Might bother you to use anthropomorphic terminology like smart and learning but they are capable of producing work that traditionally required human intelligence and the whole point of gpt 3 was the ability to "learn", you can give it an example of an invented brand new coding language and it can write working code in that language

  • Context is not the same as learning. It's easy to conflate because they're tightly coupled in our brains.

    The underlying structure and tuning of the LLM are entirely unchanged by context. It merely affects the attention and activation of the network. The LLM will not be able to work with this hypothetical new language unless it is in context. This does not fit the computational meaning of learning.

    Smart is not a well defined term. Nor is it's general idea formally understood. Use it freely, but you won't be saying anything meaningful unless you define your usage.

    • The LLM is the model + context. The output depends on both.

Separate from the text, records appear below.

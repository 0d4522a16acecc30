//! Scheduler port - コールバック実行基盤の抽象化
//!
//! tracker はこの trait 越しにしかスケジューリングを行いません。
//! 実際の実行タイミング（イベントループ、フレーム同期など）は実装側の責務です。
//!
//! # 実装
//! - **ManualScheduler**: 仮想時間（テスト・デモ用）
//! - **TokioScheduler**: tokio の LocalSet 上で動かす

use crate::domain::{Category, HandleId};
use std::time::Duration;

/// スケジューラに渡すコールバック
///
/// repeating では何度も呼ばれるので `FnMut`。
/// シングルスレッド前提なので `Send` は要求しない。
pub type Callback = Box<dyn FnMut() + 'static>;

/// Scheduler は 4 種類のコールバック予約とそのキャンセルを提供
///
/// # 契約
/// - どの操作も失敗しない
/// - schedule の中でコールバックを同期的に呼ばない
/// - 知らない id や別カテゴリの id の cancel は何もしない
pub trait Scheduler {
    fn schedule_delayed(&self, callback: Callback, delay: Duration) -> HandleId;

    fn cancel_delayed(&self, id: HandleId);

    fn schedule_repeating(&self, callback: Callback, interval: Duration) -> HandleId;

    fn cancel_repeating(&self, id: HandleId);

    fn schedule_deferred(&self, callback: Callback) -> HandleId;

    fn cancel_deferred(&self, id: HandleId);

    fn schedule_frame_sync(&self, callback: Callback) -> HandleId;

    fn cancel_frame_sync(&self, id: HandleId);

    /// category で振り分けて予約する（deferred / frame_sync では delay を無視）
    fn schedule(&self, category: Category, callback: Callback, delay: Duration) -> HandleId {
        match category {
            Category::Delayed => self.schedule_delayed(callback, delay),
            Category::Repeating => self.schedule_repeating(callback, delay),
            Category::Deferred => self.schedule_deferred(callback),
            Category::FrameSync => self.schedule_frame_sync(callback),
        }
    }

    fn cancel(&self, category: Category, id: HandleId) {
        match category {
            Category::Delayed => self.cancel_delayed(id),
            Category::Repeating => self.cancel_repeating(id),
            Category::Deferred => self.cancel_deferred(id),
            Category::FrameSync => self.cancel_frame_sync(id),
        }
    }
}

      You're making an artificial distinction. The LLM sees a new programming language for the first time, and can immediately code in it. That's learning by any reasonable definition.

      If you go past the context window, it forgets, which is a limitation of current LLMs. But as long as it learned how to code in the new language within its context window, it has gained that new ability.

  • Yep, people always forget that early LLMs were sold as "Zero Shot Learning".

    • Sold as learning, but that was a marketing term, not a technical one. From a technical perspective, the LLM is not learning. Only reacting based on its original training.

      You might argue that the systems we've built around them are learning in a way, as they strategically condense and save artifacts from past interactions to pass into the LLMs context. But the LLM itself, which is the source of the intelligence, is not learning. It remains entirely unchanged throughout inference. This difference may seem trite, but it has significant impacts over the long term behavior.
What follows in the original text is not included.